Emery (1993) refers to bureaucracy as the first design principle (DP1) and to participative democracy as the second design principle (DP2).

Human behaviors (e.g., participation, commitment) and factors (e.g., values, institutions, policies) that influence and motivate those behaviors are central to any understanding of organizational performance and SHSM.

People’s actions do not arise as simple responses to external or internal stimuli per se, but as a response to situations determined by the relationship between the effectivities of the system and the environmental affordances through positive and negative feedback loops (Emery, 1985). In other words, people’s behaviors are determined by the relationship between the individual and his/her environment.

Thus, negative behaviors (i.e., maladaptations, such as apathy, dissociation, lack of responsibility, commitment, and participation) are attributable to bureaucratic structures or first design principles (DP1), which restrict the effectivities of its elements.

The restriction of element effectivities gives rise to goal-seeking or “rational” individualistic behaviors as a requirement for survival within this type of restrictive organizational structure and turbulent environment.

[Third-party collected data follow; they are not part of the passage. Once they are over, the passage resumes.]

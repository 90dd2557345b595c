//! Configuration system
//!
//! Window, interactor and logging settings, loadable from TOML or RON. Every
//! field has a default, so a config file only needs the values it changes.

use std::path::Path;

pub use serde::{Deserialize, Serialize};

use crate::platform::ContextHints;

/// Configuration trait
pub trait Config: Serialize + for<'de> Deserialize<'de> + Default {
    /// Load configuration from file
    fn load_from_file(path: impl AsRef<Path>) -> Result<Self, ConfigError> {
        let path = path.as_ref();
        let contents = std::fs::read_to_string(path).map_err(ConfigError::Io)?;

        match path.extension().and_then(|ext| ext.to_str()) {
            Some("toml") => toml::from_str(&contents).map_err(|e| ConfigError::Parse(e.to_string())),
            Some("ron") => ron::from_str(&contents).map_err(|e| ConfigError::Parse(e.to_string())),
            _ => Err(ConfigError::UnsupportedFormat(path.display().to_string())),
        }
    }

    /// Save configuration to file
    fn save_to_file(&self, path: impl AsRef<Path>) -> Result<(), ConfigError> {
        let path = path.as_ref();
        let contents = match path.extension().and_then(|ext| ext.to_str()) {
            Some("toml") => {
                toml::to_string_pretty(self).map_err(|e| ConfigError::Serialize(e.to_string()))?
            }
            Some("ron") => ron::ser::to_string_pretty(self, ron::ser::PrettyConfig::default())
                .map_err(|e| ConfigError::Serialize(e.to_string()))?,
            _ => return Err(ConfigError::UnsupportedFormat(path.display().to_string())),
        };

        std::fs::write(path, contents).map_err(ConfigError::Io)
    }
}

/// Configuration errors
#[derive(thiserror::Error, Debug)]
pub enum ConfigError {
    /// IO error
    #[error("IO error: {0}")]
    Io(#[from] std::io::Error),

    /// Parse error
    #[error("Parse error: {0}")]
    Parse(String),

    /// Serialization error
    #[error("Serialization error: {0}")]
    Serialize(String),

    /// Unsupported format
    #[error("Unsupported format: {0}")]
    UnsupportedFormat(String),
}

/// Render window settings
#[derive(Debug, Clone, PartialEq, Serialize, Deserialize)]
#[serde(default)]
pub struct WindowConfig {
    /// Title bar text
    pub title: String,
    /// Initial width; non-positive means 300
    pub width: i32,
    /// Initial height; non-positive means 300
    pub height: i32,
    /// Initial position; negative lets the window manager decide
    pub position: (i32, i32),
    /// Double-buffered framebuffer
    pub double_buffer: bool,
    /// Stencil buffer depth; 0 for none
    pub stencil_bits: u32,
    /// MSAA samples
    pub samples: u32,
    /// Context version `(major, minor)`
    pub gl_version: (u32, u32),
    /// Request OpenGL ES instead of desktop GL
    pub gles: bool,
    /// Swap interval applied after context creation
    pub swap_interval: Option<i32>,
    /// Window visible once created
    pub show_window: bool,
    /// Start in full screen
    pub full_screen: bool,
}

impl Default for WindowConfig {
    fn default() -> Self {
        Self {
            title: crate::window::DEFAULT_WINDOW_NAME.to_string(),
            width: 300,
            height: 300,
            position: (-1, -1),
            double_buffer: true,
            stencil_bits: 8,
            samples: 0,
            gl_version: (3, 2),
            gles: false,
            swap_interval: None,
            show_window: true,
            full_screen: false,
        }
    }
}

impl WindowConfig {
    /// Context hints matching these settings
    pub const fn context_hints(&self) -> ContextHints {
        ContextHints {
            version: self.gl_version,
            gles: self.gles,
            core_profile: true,
            samples: self.samples,
            stencil_bits: self.stencil_bits,
            double_buffer: self.double_buffer,
            visible: self.show_window,
        }
    }
}

/// Interactor settings
#[derive(Debug, Clone, PartialEq, Eq, Serialize, Deserialize)]
#[serde(default)]
pub struct InteractorConfig {
    /// Subscribe to native input channels on enable
    pub install_callbacks: bool,
    /// Block up to this long per event-loop iteration instead of spinning
    pub wait_timeout_ms: Option<u64>,
}

impl Default for InteractorConfig {
    fn default() -> Self {
        Self {
            install_callbacks: true,
            wait_timeout_ms: None,
        }
    }
}

/// Logging settings
#[derive(Debug, Clone, PartialEq, Eq, Serialize, Deserialize)]
#[serde(default)]
pub struct LoggingConfig {
    /// Default filter, e.g. `info` or `glfw_shim=debug`
    pub level: String,
}

impl Default for LoggingConfig {
    fn default() -> Self {
        Self {
            level: "info".to_string(),
        }
    }
}

/// Top-level configuration
#[derive(Debug, Clone, PartialEq, Default, Serialize, Deserialize)]
#[serde(default)]
pub struct ShimConfig {
    /// Render window
    pub window: WindowConfig,
    /// Interactor
    pub interactor: InteractorConfig,
    /// Logging
    pub logging: LoggingConfig,
}

impl Config for ShimConfig {}

#[cfg(test)]
mod tests {
    use super::*;

    fn scratch_path(name: &str) -> std::path::PathBuf {
        std::env::temp_dir().join(format!("glfw_shim_{}_{name}", std::process::id()))
    }

    #[test]
    fn test_partial_toml_uses_defaults() {
        let config: ShimConfig = toml::from_str(
            r#"
            [window]
            title = "Viewer"
            width = 1024

            [interactor]
            wait_timeout_ms = 16
            "#,
        )
        .unwrap();

        assert_eq!(config.window.title, "Viewer");
        assert_eq!(config.window.width, 1024);
        assert_eq!(config.window.height, 300);
        assert!(config.interactor.install_callbacks);
        assert_eq!(config.interactor.wait_timeout_ms, Some(16));
        assert_eq!(config.logging.level, "info");
    }

    #[test]
    fn test_save_and_load_toml() {
        let path = scratch_path("config.toml");
        let mut config = ShimConfig::default();
        config.window.full_screen = true;
        config.window.swap_interval = Some(1);
        config.save_to_file(&path).unwrap();

        let loaded = ShimConfig::load_from_file(&path).unwrap();
        std::fs::remove_file(&path).ok();
        assert_eq!(loaded, config);
    }

    #[test]
    fn test_save_and_load_ron() {
        let path = scratch_path("config.ron");
        let mut config = ShimConfig::default();
        config.logging.level = "debug".to_string();
        config.save_to_file(&path).unwrap();

        let loaded = ShimConfig::load_from_file(&path).unwrap();
        std::fs::remove_file(&path).ok();
        assert_eq!(loaded, config);
    }

    #[test]
    fn test_unsupported_extension() {
        let result = ShimConfig::default().save_to_file(scratch_path("config.json"));
        assert!(matches!(result, Err(ConfigError::UnsupportedFormat(_))));
    }

    #[test]
    fn test_context_hints_follow_config() {
        let config = WindowConfig {
            gles: true,
            gl_version: (3, 0),
            show_window: false,
            ..WindowConfig::default()
        };
        let hints = config.context_hints();
        assert!(hints.gles);
        assert_eq!(hints.version, (3, 0));
        assert!(!hints.visible);
        assert_eq!(hints.stencil_bits, 8);
    }
}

On the other hand, positive behaviors, such as high responsibility, commitment, and participation, are attributable to participative organizational structures, or second design principles (DP2), which enhances the effectivities of its elements within this type of structure and turbulent environment.

The fact that DP2 organizations are more productive and have lower worker-to-productivity ratios has been known for over half a century.

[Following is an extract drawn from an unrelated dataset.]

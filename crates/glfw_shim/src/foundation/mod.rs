//! Foundation module - Core utilities
//!
//! - Logging utilities

pub mod logging;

During the Norwegian Industrial Democracy experiment, conducted over 60 years ago, DP2 companies scored better on turnover, absenteeism, productivity and earnings. At Norsk Hydro, productivity increased between 50 and 100% despite low staffing levels; downtime dropped from about 30% to about 10%. Since the 1990’s, Syncrude Canada has operated as a DP 2 organization and has increased its productivity by 90% ( Donald de Guerre).

The enhancement of element effectivities gives rise to ideal-seeking behavior through the purposeful pursuit of ideals. Because ideal-seeking behavior and choice are intimately related ( Ackoff& Emery, 1972), the future and sustainability of Human Sources Management, is increasingly determined by the choices people make and their behavior ( Emery, 1985).

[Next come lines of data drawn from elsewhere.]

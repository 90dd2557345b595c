//! GLFW-backed render window
//!
//! [`GlfwRenderWindow`] implements [`WindowBackend`] by forwarding to a
//! [`Platform`]. It owns exactly one native window and its GL context, keeps
//! a cached copy of size and position for use while the window is unmapped
//! or absent, and maintains a save-and-restore stack so nested code can
//! borrow the current context and hand it back.
//!
//! Nothing here returns an error. Initialization failures are logged and the
//! window degrades to a set of no-ops, matching the toolkit contract.

pub mod context;
pub mod dpi;

use std::cell::Cell;
use std::rc::{Rc, Weak};

use crate::config::WindowConfig;
use crate::platform::{ContextHints, CursorMode, Platform, WindowId, WindowSystem};
use crate::toolkit::{Renderer, WindowBackend};

pub use context::ContextStack;
pub use dpi::{monitor_dpi, native_dpi, DEFAULT_DPI};

/// Title used when none is configured
pub const DEFAULT_WINDOW_NAME: &str = "Visualization Toolkit - GLFW OpenGL";

const FALLBACK_EDGE: i32 = 300;

/// Render window driving one GLFW window + GL context
pub struct GlfwRenderWindow<P: Platform> {
    system: Rc<WindowSystem<P>>,
    hints: ContextHints,
    swap_interval: Option<i32>,
    initial_full_screen: bool,

    window_id: Option<WindowId>,
    context_id: Option<WindowId>,
    shared_context: Option<WindowId>,
    context_stack: ContextStack,

    size: (i32, i32),
    position: (i32, i32),
    windowed_geometry: Option<((i32, i32), (i32, i32))>,
    window_name: String,
    dpi: f64,

    double_buffer: bool,
    swap_buffers: bool,
    abort_render: bool,
    full_screen: bool,
    own_context: bool,
    mapped: bool,
    show_window: bool,
    initialized: bool,

    renderers: Vec<Box<dyn Renderer>>,
    interactor_size: Option<Weak<Cell<(i32, i32)>>>,
}

impl<P: Platform> GlfwRenderWindow<P> {
    /// Window with default settings; nothing native happens until [`WindowBackend::initialize`]
    pub fn new(system: Rc<WindowSystem<P>>) -> Self {
        Self::from_config(system, &WindowConfig::default())
    }

    /// Window configured from `config`
    pub fn from_config(system: Rc<WindowSystem<P>>, config: &WindowConfig) -> Self {
        Self {
            system,
            hints: config.context_hints(),
            swap_interval: config.swap_interval,
            initial_full_screen: config.full_screen,
            window_id: None,
            context_id: None,
            shared_context: None,
            context_stack: ContextStack::new(),
            size: (config.width, config.height),
            position: config.position,
            windowed_geometry: None,
            window_name: config.title.clone(),
            dpi: DEFAULT_DPI,
            double_buffer: config.double_buffer,
            swap_buffers: true,
            abort_render: false,
            full_screen: false,
            own_context: false,
            mapped: false,
            show_window: config.show_window,
            initialized: false,
            renderers: Vec::new(),
            interactor_size: None,
        }
    }

    /// Windowing system this window lives on
    pub const fn system(&self) -> &Rc<WindowSystem<P>> {
        &self.system
    }

    /// Share GL objects with another window's context; only affects windows created afterwards
    pub fn set_shared_context(&mut self, parent: Option<WindowId>) {
        self.shared_context = parent;
    }

    /// Context this window renders with
    pub const fn context_id(&self) -> Option<WindowId> {
        self.context_id
    }

    /// Outstanding [`WindowBackend::push_context`] calls
    pub fn context_depth(&self) -> usize {
        self.context_stack.depth()
    }

    /// Whether the window is shown on screen
    pub const fn is_mapped(&self) -> bool {
        self.mapped
    }

    /// Whether [`WindowBackend::initialize`] produced a window
    pub const fn is_initialized(&self) -> bool {
        self.initialized
    }

    /// Toggle buffer swapping in [`WindowBackend::frame`]
    pub fn set_swap_buffers(&mut self, swap: bool) {
        self.swap_buffers = swap;
    }

    /// Skip presentation of the frame being rendered
    pub fn set_abort_render(&mut self, abort: bool) {
        self.abort_render = abort;
    }

    /// Whether the framebuffer is double-buffered
    pub const fn double_buffer(&self) -> bool {
        self.double_buffer
    }

    fn create_a_window(&mut self) {
        let width = if self.size.0 > 0 { self.size.0 } else { FALLBACK_EDGE };
        let height = if self.size.1 > 0 { self.size.1 } else { FALLBACK_EDGE };
        self.size = (width, height);

        let created = self.system.platform_mut().create_window(
            width.unsigned_abs(),
            height.unsigned_abs(),
            &self.window_name,
            self.shared_context,
        );
        let window = match created {
            Ok(window) => window,
            Err(err) => {
                log::error!("Failed to create GLFW window: {err}");
                return;
            }
        };
        self.window_id = Some(window);
        self.mapped = self.show_window;
        self.make_current();

        if self.position.0 >= 0 && self.position.1 >= 0 {
            self.system
                .platform_mut()
                .set_window_pos(window, self.position.0, self.position.1);
        }

        let monitor = self.system.platform_mut().primary_monitor();
        match monitor {
            Some(monitor) => {
                let mode = &monitor.video_mode;
                log::debug!("Pixels {}x{}", mode.width, mode.height);
                log::debug!(
                    "Screen {}x{} (mm)",
                    monitor.physical_size_mm.0,
                    monitor.physical_size_mm.1
                );
                log::debug!(
                    "Color bits r{} g{} b{}, refresh rate {} Hz",
                    mode.red_bits,
                    mode.green_bits,
                    mode.blue_bits,
                    mode.refresh_rate
                );
                log::debug!(
                    "Content scale {}x{}",
                    monitor.content_scale.0,
                    monitor.content_scale.1
                );
                self.dpi = monitor_dpi(&monitor);
                log::debug!("Current DPI {:.1}", self.dpi);
            }
            None => log::debug!("No primary monitor reported; keeping {} DPI", self.dpi),
        }
    }

    fn destroy_window(&mut self) {
        self.clean();
        if let Some(window) = self.window_id.take() {
            self.system.registry().unregister(window);
            self.system.platform_mut().destroy_window(window);
        }
        self.mapped = false;
        self.initialized = false;
    }

    fn clean(&mut self) {
        if self.own_context && self.context_id.is_some() {
            self.make_current();
            for renderer in &mut self.renderers {
                renderer.release_graphics_resources();
            }
        }
        self.context_id = None;
        self.own_context = false;
    }

    fn screen_geometry_for_monitor(&self) -> Option<((i32, i32), (u32, u32), u32)> {
        let monitor = self.system.platform_mut().primary_monitor()?;
        let mode = monitor.video_mode;
        Some(((0, 0), (mode.width, mode.height), mode.refresh_rate))
    }
}

impl<P: Platform> WindowBackend for GlfwRenderWindow<P> {
    fn initialize(&mut self) {
        if let Err(err) = self.system.platform_mut().init() {
            log::error!("Error initializing GLFW: {err}");
            return;
        }
        self.system.platform_mut().set_context_hints(&self.hints);

        if self.window_id.is_none() {
            self.create_a_window();
        }

        if self.context_id.is_none() {
            self.context_id = self.system.platform().current_context();
        }
        if self.context_id.is_none() {
            log::error!("Unable to create GLFW OpenGL context");
            return;
        }
        self.own_context = true;

        if let Some(interval) = self.swap_interval {
            self.set_swap_control(interval);
        }
        self.initialized = self.window_id.is_some();
        if self.initial_full_screen {
            self.set_full_screen(true);
        }
    }

    fn finalize(&mut self) {
        self.destroy_window();
    }

    fn start(&mut self) {
        if !self.initialized {
            self.initialize();
        }
        self.make_current();
    }

    fn render(&mut self) {
        if !self.initialized {
            log::debug!("Render skipped: window not initialized");
            return;
        }
        self.make_current();
        let size = self.size;
        for renderer in &mut self.renderers {
            renderer.render(size);
        }
        self.frame();
    }

    fn frame(&mut self) {
        if self.abort_render || !self.double_buffer || !self.swap_buffers {
            return;
        }
        if let Some(window) = self.window_id {
            self.system.platform_mut().swap_buffers(window);
        }
    }

    fn make_current(&mut self) {
        if let Some(window) = self.window_id {
            self.system.platform_mut().make_context_current(Some(window));
            self.context_id = Some(window);
        }
    }

    fn is_current(&self) -> bool {
        self.window_id.is_some() && self.system.platform().current_context() == self.window_id
    }

    fn push_context(&mut self) {
        let current = self.system.platform().current_context();
        self.context_stack.push(current);
        if current != self.context_id {
            self.make_current();
        }
    }

    fn pop_context(&mut self) {
        let Some(target) = self.context_stack.pop() else {
            log::warn!("pop_context without matching push_context");
            return;
        };
        let current = self.system.platform().current_context();
        if target != current {
            self.system.platform_mut().make_context_current(target);
        }
    }

    fn set_swap_control(&mut self, interval: i32) -> bool {
        self.system.platform_mut().set_swap_interval(interval);
        true
    }

    fn size(&mut self) -> (i32, i32) {
        if let (Some(window), true) = (self.window_id, self.mapped) {
            if let Some(size) = self.system.platform().window_size(window) {
                self.size = size;
            }
        }
        self.size
    }

    fn set_size(&mut self, width: i32, height: i32) {
        if self.size == (width, height) {
            return;
        }
        self.size = (width, height);
        if let Some(size) = self.interactor_size.as_ref().and_then(Weak::upgrade) {
            size.set((width, height));
        }
        if let Some(window) = self.window_id {
            self.system.platform_mut().set_window_size(window, width, height);
        }
        self.render();
    }

    fn position(&mut self) -> (i32, i32) {
        if !self.mapped {
            return self.position;
        }
        if let Some(position) = self
            .window_id
            .and_then(|window| self.system.platform().window_pos(window))
        {
            self.position = position;
        }
        self.position
    }

    fn set_position(&mut self, x: i32, y: i32) {
        if self.position == (x, y) {
            return;
        }
        self.position = (x, y);
        if let (Some(window), true) = (self.window_id, self.mapped) {
            self.system.platform_mut().set_window_pos(window, x, y);
        }
    }

    fn screen_size(&mut self) -> (i32, i32) {
        let monitor = self.system.platform_mut().primary_monitor();
        monitor.map_or(self.size, |monitor| {
            (
                i32::try_from(monitor.video_mode.width).unwrap_or(i32::MAX),
                i32::try_from(monitor.video_mode.height).unwrap_or(i32::MAX),
            )
        })
    }

    fn full_screen(&self) -> bool {
        self.full_screen
    }

    fn set_full_screen(&mut self, full_screen: bool) {
        if self.full_screen == full_screen || !self.mapped {
            return;
        }
        let Some(window) = self.window_id else {
            return;
        };

        if full_screen {
            let Some((origin, extent, refresh)) = self.screen_geometry_for_monitor() else {
                log::warn!("Cannot enter full screen: no primary monitor");
                return;
            };
            let windowed = (self.position(), self.size());
            self.windowed_geometry = Some(windowed);
            self.system
                .platform_mut()
                .set_window_monitor(window, true, origin, extent, Some(refresh));
        } else {
            let (position, size) = self
                .windowed_geometry
                .take()
                .unwrap_or((self.position, self.size));
            let extent = (size.0.unsigned_abs(), size.1.unsigned_abs());
            self.system
                .platform_mut()
                .set_window_monitor(window, false, position, extent, None);
        }
        self.full_screen = full_screen;
    }

    fn show_window(&self) -> bool {
        self.show_window
    }

    fn set_show_window(&mut self, show: bool) {
        if show == self.show_window {
            return;
        }
        if let Some(window) = self.window_id {
            let mut platform = self.system.platform_mut();
            if show {
                platform.show_window(window);
            } else {
                platform.hide_window(window);
            }
            self.mapped = show;
        }
        self.show_window = show;
    }

    fn window_name(&self) -> &str {
        &self.window_name
    }

    fn set_window_name(&mut self, name: &str) {
        name.clone_into(&mut self.window_name);
        if let Some(window) = self.window_id {
            self.system.platform_mut().set_window_title(window, name);
        }
    }

    fn dpi(&self) -> f64 {
        self.dpi
    }

    fn hide_cursor(&mut self) {
        if let Some(window) = self.window_id {
            self.system
                .platform_mut()
                .set_cursor_mode(window, CursorMode::Hidden);
        }
    }

    fn show_cursor(&mut self) {
        if let Some(window) = self.window_id {
            self.system
                .platform_mut()
                .set_cursor_mode(window, CursorMode::Normal);
        }
    }

    fn color_buffer_sizes(&self) -> [u8; 4] {
        [8, 8, 8, 8]
    }

    fn native_window_id(&self) -> Option<WindowId> {
        self.window_id
    }

    fn should_close(&self) -> bool {
        self.window_id
            .is_some_and(|window| self.system.platform().window_should_close(window))
    }

    fn attach_interactor_size(&mut self, size: Weak<Cell<(i32, i32)>>) {
        self.interactor_size = Some(size);
    }

    fn add_renderer(&mut self, renderer: Box<dyn Renderer>) {
        self.renderers.push(renderer);
    }
}

impl<P: Platform> Drop for GlfwRenderWindow<P> {
    fn drop(&mut self) {
        self.destroy_window();
    }
}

Covid19 has shown the increasing importance of learning about DP2 as the only sound and sustainable alternative to restrictive organizational design principles. DP2 organizations will ensure not only Sustainable Human Source Management practices but also will enable businesses to go from reactive goal-seeking organizations to pro-active Ideal-Seeking Systems and, eventually, become Tropophilic.

Here’s To The Health Of Your Sustainable Human Source Management and Ideal-Seeking Systems!

JC Wandemberg Ph.D.

President & Founder

Sustainable Systems International

About the author: Dr. Wandemberg is an international consultant, professor, and analyst of economic, environmental, social, managerial, marketing, and political issues. For the past 30 years Dr. Wandemberg has collaborated with corporations, communities, and organizations to integrate sustainability through self-transformation processes and Open Systems Design Principles, thus, catalyzing a Culture of Trust, Transparency, and Integrity.